Mata Tripta (1446–1522; Punjabi: ਮਾਤਾ ਤ੍ਰਿਪਤਾ; mātā tripatā) was the mother of Guru Nanak, the founder of Sikhism.

== Biography ==

=== Early life ===
Tripta was born in 1446 to a father named Bhai Raam, a Jhangar Khatri from the village of Chaliawala (or Chahal), near Lahore, and her mother was Bhirai. (Note: Her father's name is alternatively spelt as 'Bhai Rama'. Her mother's name is alternatively spelt as 'Mai Bharai'.) She was born in a Hindu family. She had a brother named Krishan. (Note: Her brother's name is alternatively spelt as 'Krishna'.) She is said to have possessed a kind-hearted and soft-spoken disposition.

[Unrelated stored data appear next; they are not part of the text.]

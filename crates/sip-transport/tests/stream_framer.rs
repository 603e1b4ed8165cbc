//! Framing behaviour against scripted streams.
//!
//! `tokio_test` mocks insist on being read to the end, so cases that abort
//! early read from plain byte slices instead.

use std::time::Duration;

use tokio::sync::mpsc;
use tokio_test::io::Builder;

use sipwire_sip_core::{HeaderAccess, Message};
use sipwire_sip_transport::{Error, StreamConfig, StreamFramer};

fn message_text(call_id: &str, body: &[u8]) -> Vec<u8> {
    let mut text = format!(
        "MESSAGE sip:bob@biloxi.com SIP/2.0\r\n\
         Via: SIP/2.0/TCP pc33.atlanta.com;branch=z9hG4bK-{call_id}\r\n\
         Call-ID: {call_id}\r\n\
         CSeq: 1 MESSAGE\r\n\
         Content-Type: text/plain\r\n\
         Content-Length: {}\r\n\r\n",
        body.len()
    )
    .into_bytes();
    text.extend_from_slice(body);
    text
}

fn init_tracing() {
    let _ = tracing_subscriber::fmt()
        .with_env_filter(tracing_subscriber::EnvFilter::from_default_env())
        .with_test_writer()
        .try_init();
}

async fn collect(mut framer: StreamFramer<impl tokio::io::AsyncRead + Unpin + Send>) -> (Vec<Message>, Result<(), Error>) {
    init_tracing();
    let mut messages = Vec::new();
    loop {
        match framer.next_message().await {
            Ok(Some(message)) => messages.push(message),
            Ok(None) => return (messages, Ok(())),
            Err(e) => return (messages, Err(e)),
        }
    }
}

#[tokio::test]
async fn byte_at_a_time_delivery_keeps_boundaries() {
    let mut stream = message_text("one", b"first body");
    stream.extend_from_slice(b"\r\n");
    stream.extend(message_text("two", b"second\r\n\r\nbody with blank line"));

    let mut builder = Builder::new();
    for byte in &stream {
        builder.read(std::slice::from_ref(byte));
    }
    let (messages, result) = collect(StreamFramer::new(builder.build(), StreamConfig::default())).await;

    result.unwrap();
    assert_eq!(messages.len(), 2);
    assert_eq!(messages[0].call_id(), Some("one"));
    assert_eq!(messages[0].body().as_ref(), b"first body");
    assert_eq!(messages[1].call_id(), Some("two"));
    assert_eq!(messages[1].body().as_ref(), b"second\r\n\r\nbody with blank line");
}

#[tokio::test]
async fn arbitrary_chunking_splits_at_content_length() {
    let mut stream = message_text("a", b"12345");
    stream.extend(message_text("b", b"67"));
    let (head, tail) = stream.split_at(stream.len() / 2 + 3);

    let reader = Builder::new().read(head).read(&tail[..7]).read(&tail[7..]).build();
    let (messages, result) = collect(StreamFramer::new(reader, StreamConfig::default())).await;
    result.unwrap();
    let bodies: Vec<&[u8]> = messages.iter().map(|m| m.body().as_ref()).collect();
    assert_eq!(bodies, [&b"12345"[..], &b"67"[..]]);
}

#[tokio::test]
async fn malformed_message_is_skipped_with_its_body() {
    let mut stream = b"MESSAGE sip:bob@biloxi.com SIP/2.0\r\n\
        CSeq: not-a-number MESSAGE\r\n\
        Content-Length: 9\r\n\r\n\
        INVITE x "
        .to_vec();
    stream.extend(message_text("good", b"ok"));

    let (messages, result) = collect(StreamFramer::new(Builder::new().read(&stream).build(), StreamConfig::default())).await;
    result.unwrap();
    assert_eq!(messages.len(), 1);
    assert_eq!(messages[0].call_id(), Some("good"));
}

#[tokio::test]
async fn declared_length_over_limit_closes_without_delivery() {
    let config = StreamConfig::default().with_max_message_size(1024);
    let stream = message_text("huge", &[b'x'; 4096]);
    let (tx, mut rx) = mpsc::channel(4);
    let mut sink = tx;

    let result = StreamFramer::new(&stream[..], config)
        .run(&mut sink)
        .await;
    assert!(matches!(result, Err(Error::MessageTooLarge { limit: 1024, .. })));
    drop(sink);
    assert!(rx.recv().await.is_none());
}

#[tokio::test]
async fn unterminated_header_block_hits_size_limit() {
    let config = StreamConfig::default().with_max_message_size(128);
    let mut stream = b"OPTIONS sip:bob@biloxi.com SIP/2.0\r\n".to_vec();
    for i in 0..20 {
        stream.extend(format!("X-Filler-{i}: aaaaaaaa\r\n").into_bytes());
    }
    let (messages, result) = collect(StreamFramer::new(&stream[..], config)).await;
    assert!(messages.is_empty());
    assert!(matches!(result, Err(Error::MessageTooLarge { .. })));
}

#[tokio::test(start_paused = true)]
async fn starvation_guard_covers_body_reads_and_resets_on_progress() {
    let config = StreamConfig::default().with_starvation_timeout(Duration::from_secs(2));
    let text = message_text("slow", b"abcdef");
    let split = text.len() - 6;

    // A steady trickle is fine: each wait is under the guard
    let reader = Builder::new()
        .read(&text[..split])
        .wait(Duration::from_millis(1500))
        .read(&text[split..split + 3])
        .wait(Duration::from_millis(1500))
        .read(&text[split + 3..])
        .build();
    let (messages, result) = collect(StreamFramer::new(reader, config.clone())).await;
    result.unwrap();
    assert_eq!(messages[0].body().as_ref(), b"abcdef");

    // A stall in the middle of the body is not
    let (mut client, server) = tokio::io::duplex(4096);
    tokio::io::AsyncWriteExt::write_all(&mut client, &text[..split + 2]).await.unwrap();
    let mut framer = StreamFramer::new(server, config);
    assert!(matches!(framer.next_message().await, Err(Error::Starvation(_))));
    drop(client);
}
use std::io;
use std::net::SocketAddr;
use std::time::Duration;

use thiserror::Error;

/// Result type for transport operations
pub type Result<T> = std::result::Result<T, Error>;

/// Errors that can occur in SIP transports
#[derive(Error, Debug)]
pub enum Error {
    /// Byte stream could not be split into messages
    #[error("Framing error: {0}")]
    Framing(String),

    #[error("Message of {size} bytes exceeds the {limit} byte limit")]
    MessageTooLarge { size: usize, limit: usize },

    /// No bytes arrived within the starvation timeout
    #[error("No data received for {0:?}")]
    Starvation(Duration),

    /// The consumer of framed messages went away
    #[error("Message listener closed")]
    ListenerClosed,

    #[error("Connection to {0} closed")]
    ConnectionClosed(SocketAddr),

    #[error("Failed to bind to {0}: {1}")]
    BindFailed(SocketAddr, #[source] io::Error),

    #[error("Failed to connect to {0}: {1}")]
    ConnectFailed(SocketAddr, #[source] io::Error),

    #[error("Failed to send to {0}: {1}")]
    SendFailed(SocketAddr, #[source] io::Error),

    #[error("Transport is closed")]
    TransportClosed,

    #[error("I/O error: {0}")]
    Io(#[from] io::Error),

    #[error("SIP parse error: {0}")]
    Parse(#[from] sipwire_sip_core::Error),
}

impl Error {
    /// Errors after which the connection they occurred on must be closed.
    pub fn is_fatal_to_connection(&self) -> bool {
        !matches!(self, Error::Parse(_))
    }
}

She is further described as being a "simple, humble, kind and humane lady".

=== Marriage ===
In 1460, Tripta was wedded to Mehta Kalu. She gave birth to her first child, a daughter named Nanaki in 1464. Due to the birth of a girl child as the first-born and the resultant disappointment of her husband, Tripta started becoming more fervently religious in-order to please the deities in hopes for a son. Tripta gave birth to Nanak on 23 November 1469, in the village of Rai Bhoi Di Talwandi, some thirty five miles west of Lahore in the Sheikhupura district of Punjab, Delhi Sultanate (modern day Punjab, Pakistan). The name of the town was changed to Nankana Sahib in honour of the Guru.

=== Death ===
Tripta died in Kartarpur at the age of 76 shortly after the death of her husband Kalu.